Rabies is a neglected zoonosis infectious disease and the most lethal infectious disease with fatality rate in humans approaching 100% [1]. The number of human rabies deaths was estimated to be 61,000 globally [2], corresponding to over 3.7 million disability-adjusted life-years and 8.6 billion USD economic losses every year [3]. China is one of the countries that experience the most serious impact from this disease, with human rabies cases ranking second in the world, after India [4, 5]. The 2015 Chinese yearbook of health statistics showed that rabies death ranked the third in the list of 39 notifiable infectious diseases, following AIDS and tuberculosis [6]. The disease was severely underreported because most victims died at home, which led to an insufficient prioritization of rabies prevention in public health agendas [7]. Chongqing is the largest municipality under direct control of the national government, located in the Southwestern region of China, sharing borders with Hunan Province and Guizhou Province, which are two of the most seriously affected provinces by human rabies in China [8].

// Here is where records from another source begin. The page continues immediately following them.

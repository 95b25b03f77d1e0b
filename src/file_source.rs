//! YAML configuration file
//!
//! The document is a sequence of mappings, or a single mapping. Entries are
//! applied in document order, so a repeated key takes its last value.
//! Unknown keys are ignored, and a recognized key with an unusable value is
//! skipped with a warning.

use std::fs;
use std::path::Path;

use anyhow::Context;
use itertools::Itertools;
use serde::de::DeserializeOwned;
use serde_yaml::Value;
use tracing::{debug, info, warn};

use crate::algorithms::{BreakAlgorithm, GenerationAlgorithm, SearchAlgorithm, Verbosity};
use crate::cell::{Cell, Dimension};
use crate::error::ConfigFileError;
use crate::ConfigOverride;

/// Read overrides from a configuration file
pub fn load(path: &Path) -> Result<ConfigOverride, ConfigFileError> {
    let contents = fs::read_to_string(path).map_err(|source| ConfigFileError::Io {
        path: path.to_path_buf(),
        source,
    })?;
    parse(&contents, path)
}

/// Read overrides from a configuration file, or none if it is unusable
///
/// A missing, empty or malformed file is reported as a warning and the
/// defaults stay in effect.
pub fn load_or_default(path: &Path) -> ConfigOverride {
    match load(path) {
        Ok(overrides) => {
            info!(path = %path.display(), "loaded configuration file");
            overrides
        }
        Err(err) => {
            warn!("{err}");
            warn!("falling back on default settings for configuration");
            ConfigOverride::default()
        }
    }
}

/// Parse overrides from the contents of a configuration file
///
/// `path` is only used for error reporting.
pub fn parse(contents: &str, path: &Path) -> Result<ConfigOverride, ConfigFileError> {
    let document: Value = serde_yaml::from_str(contents).map_err(|source| ConfigFileError::Parse {
        path: path.to_path_buf(),
        source,
    })?;

    let entries: Vec<(Value, Value)> = match document {
        Value::Null => {
            return Err(ConfigFileError::Empty {
                path: path.to_path_buf(),
            })
        }
        Value::Mapping(mapping) => mapping.into_iter().collect(),
        Value::Sequence(items) if items.is_empty() => {
            return Err(ConfigFileError::Empty {
                path: path.to_path_buf(),
            })
        }
        Value::Sequence(items) => items
            .into_iter()
            .map(|item| match item {
                Value::Mapping(mapping) => Ok(mapping),
                _ => Err(ConfigFileError::Shape {
                    path: path.to_path_buf(),
                }),
            })
            .flatten_ok()
            .collect::<Result<_, _>>()?,
        _ => {
            return Err(ConfigFileError::Shape {
                path: path.to_path_buf(),
            })
        }
    };

    let mut overrides = ConfigOverride::default();
    for (key, value) in entries {
        match key.as_str() {
            Some(key) => apply(&mut overrides, key, value),
            None => debug!(?key, "ignoring non-string configuration key"),
        }
    }
    Ok(overrides)
}

/// Set the field named by `key`
fn apply(overrides: &mut ConfigOverride, key: &str, value: Value) {
    let applied = match key {
        "dimension" => decode::<Dimension>(value).map(|v| overrides.dimension = Some(v)),
        "start_cell" => decode::<Cell>(value).map(|v| overrides.start_cell = Some(v)),
        "exit_cell" => decode::<Cell>(value).map(|v| overrides.exit_cell = Some(v)),
        "maze_type" => first_element(value)
            .and_then(decode::<GenerationAlgorithm>)
            .map(|v| overrides.generation_algorithm = Some(v)),
        "search_type" => decode::<Vec<SearchAlgorithm>>(as_sequence(value))
            .map(|v| overrides.search_algorithms = Some(v)),
        "break_type" => first_element(value)
            .and_then(decode::<BreakAlgorithm>)
            .map(|v| overrides.break_algorithm = Some(v)),
        "log_level" | "logging" => first_element(value)
            .and_then(decode::<String>)
            .map(|v| overrides.verbosity = Some(verbosity(&v))),
        _ => {
            debug!(key, "ignoring unrecognized configuration key");
            Ok(())
        }
    };
    if let Err(err) = applied {
        warn!(key, "ignoring configuration value: {err:#}");
    }
}

fn decode<T: DeserializeOwned>(value: Value) -> anyhow::Result<T> {
    Ok(serde_yaml::from_value(value)?)
}

/// Unwrap a value given as a one-element list
fn first_element(value: Value) -> anyhow::Result<Value> {
    match value {
        Value::Sequence(items) => items.into_iter().next().context("empty list"),
        other => Ok(other),
    }
}

/// Wrap a single value into a list
fn as_sequence(value: Value) -> Value {
    match value {
        Value::Sequence(_) => value,
        other => Value::Sequence(vec![other]),
    }
}

/// Unknown levels fall back to info
fn verbosity(value: &str) -> Verbosity {
    value.parse().unwrap_or_else(|err| {
        warn!("{err}, using {}", Verbosity::Info);
        Verbosity::Info
    })
}
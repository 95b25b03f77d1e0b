//! Maze cells and entrance normalization

use std::fmt;

use serde::Deserialize;

use crate::error::ConfigError;

/// Location in the maze, `(row, col)`
///
/// Coordinates are signed: candidate cells read from the command line or a
/// configuration file may lie outside the maze until they are normalized.
#[derive(Clone, Copy, Debug, PartialEq, Eq, Hash, Deserialize)]
#[serde(from = "(i64, i64)")]
pub struct Cell {
    pub row: i64,
    pub col: i64,
}

/// Extent of the maze grid, at least one row and one column
#[derive(Clone, Copy, Debug, PartialEq, Eq, Hash, Deserialize)]
#[serde(try_from = "(i64, i64)")]
pub struct Dimension {
    rows: i64,
    cols: i64,
}

impl Cell {
    pub const fn new(row: i64, col: i64) -> Self {
        Self { row, col }
    }

    /// Whether the cell lies on the outer wall of a maze of `dimension`
    pub fn is_on_perimeter(&self, dimension: Dimension) -> bool {
        dimension.contains(*self)
            && (self.row == 0
                || self.row == dimension.max_row()
                || self.col == 0
                || self.col == dimension.max_col())
    }
}

impl From<(i64, i64)> for Cell {
    fn from((row, col): (i64, i64)) -> Self {
        Self { row, col }
    }
}

impl fmt::Display for Cell {
    fn fmt(&self, f: &mut fmt::Formatter<'_>) -> fmt::Result {
        write!(f, "({}, {})", self.row, self.col)
    }
}

impl Dimension {
    pub const DEFAULT: Self = Self { rows: 10, cols: 30 };

    /// Create dimension, rejecting empty mazes
    pub fn new(rows: i64, cols: i64) -> Result<Self, ConfigError> {
        if rows < 1 || cols < 1 {
            return Err(ConfigError::InvalidDimension { rows, cols });
        }
        Ok(Self { rows, cols })
    }

    pub fn rows(&self) -> i64 {
        self.rows
    }

    pub fn cols(&self) -> i64 {
        self.cols
    }

    fn max_row(&self) -> i64 {
        self.rows - 1
    }

    fn max_col(&self) -> i64 {
        self.cols - 1
    }

    /// Top-left corner, the canonical entrance
    pub fn first_cell(&self) -> Cell {
        Cell::new(0, 0)
    }

    /// Bottom-right corner, the canonical exit
    pub fn last_cell(&self) -> Cell {
        Cell::new(self.max_row(), self.max_col())
    }

    pub fn contains(&self, cell: Cell) -> bool {
        (0..self.rows).contains(&cell.row) && (0..self.cols).contains(&cell.col)
    }
}

impl TryFrom<(i64, i64)> for Dimension {
    type Error = ConfigError;

    fn try_from((rows, cols): (i64, i64)) -> Result<Self, Self::Error> {
        Self::new(rows, cols)
    }
}

impl fmt::Display for Dimension {
    fn fmt(&self, f: &mut fmt::Formatter<'_>) -> fmt::Result {
        write!(f, "{}x{}", self.rows, self.cols)
    }
}

/// Distances from a coordinate to the near (0) and far (max) wall of one axis
///
/// Coordinates beyond the far wall are clamped onto it; the distance to the
/// far wall is then the overshoot.
fn wall_distances(coord: i64, max: i64) -> (i64, i64, i64) {
    let coord = coord.max(0);
    if coord < max {
        (coord, coord, max - coord)
    } else {
        (max, max, coord - max)
    }
}

/// Move a candidate cell onto the nearest outer wall of the maze
///
/// Negative coordinates are clamped to zero and coordinates past the far
/// edge onto the far edge. Then the axis that is closer to one of its own
/// walls is snapped onto that wall; the other axis keeps its value. On a tie
/// the column is snapped.
///
/// A cell on the perimeter may still move to the opposite wall of the axis
/// that gets snapped, if that wall is nearer.
///
/// # Examples
/// ```
/// use maze_config::{normalize, Cell, Dimension};
///
/// let dimension = Dimension::new(10, 30).unwrap();
/// assert_eq!(normalize(Cell::new(-5, 5), dimension), Cell::new(0, 5));
/// assert_eq!(normalize(Cell::new(12, 5), dimension), Cell::new(9, 5));
/// ```
pub fn normalize(cell: Cell, dimension: Dimension) -> Cell {
    let (row, north, south) = wall_distances(cell.row, dimension.max_row());
    let (col, west, east) = wall_distances(cell.col, dimension.max_col());

    let vertical = north.min(south);
    let horizontal = west.min(east);

    if vertical < horizontal {
        let row = if south < north { dimension.max_row() } else { 0 };
        Cell::new(row, col)
    } else {
        let col = if east < west { dimension.max_col() } else { 0 };
        Cell::new(row, col)
    }
}
//! Error types

use std::path::PathBuf;

/// Invalid configuration value
#[derive(Debug, thiserror::Error, PartialEq, Eq)]
pub enum ConfigError {
    /// Maze must have at least one row and one column
    #[error("invalid maze dimension {rows}x{cols}: rows and columns must be at least 1")]
    InvalidDimension { rows: i64, cols: i64 },

    /// Value outside of the closed choice set of a field
    #[error("unknown {field} `{value}`, expected one of: {expected}")]
    UnknownChoice {
        field: &'static str,
        value: String,
        expected: String,
    },
}

/// Failure to read a configuration file
#[derive(Debug, thiserror::Error)]
pub enum ConfigFileError {
    #[error("failed to read configuration file {}: {source}", .path.display())]
    Io {
        path: PathBuf,
        source: std::io::Error,
    },

    #[error("failed to parse configuration file {}: {source}", .path.display())]
    Parse {
        path: PathBuf,
        source: serde_yaml::Error,
    },

    #[error("configuration file {} is empty", .path.display())]
    Empty { path: PathBuf },

    #[error("configuration file {} is not a mapping or a sequence of mappings", .path.display())]
    Shape { path: PathBuf },
}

According to the global framework of eliminating rabies, China is responding to the target of zero human rabies death by 2030 by scaling up their response to consign rabies to the history books [1]. Epidemiological surveys and phylogenetic analyses indicate elimination of rabies in wild animals and stray dogs are important for control of human rabies in China [4]. Further understanding on these issues would assist the development of measures such as better vaccines for control of human rabies [4, 9].

It is necessary to understand the local epidemiological characteristics of human rabies for providing a reliable epidemiology basis for further control and prevention of human rabies in Chongqing. Therefore, we carried out an epidemiological analysis of the human rabies surveillance data and the information on the post-exposure prophylaxis (PEP) of human rabies cases from 2007 to 2016, in order to improve the public health management strategies in Chongqing.

Methods

Information sources

The epidemiological data of human rabies in Chongqing from January 2007 to December 2016 were retrieved from the surveillance database of the “National Disease Reporting Information System” (NDRIS) of the Chinese Center for Disease Control and Prevention (CDC). According to the law of the People’s Republic of China on Prevention and Treatment of Infectious Diseases, all human rabies cases should be reported to NDRIS within 24 h after diagnosis. Human rabies is diagnosed according to the National Diagnostic Criteria for Rabies (WS 281–2008).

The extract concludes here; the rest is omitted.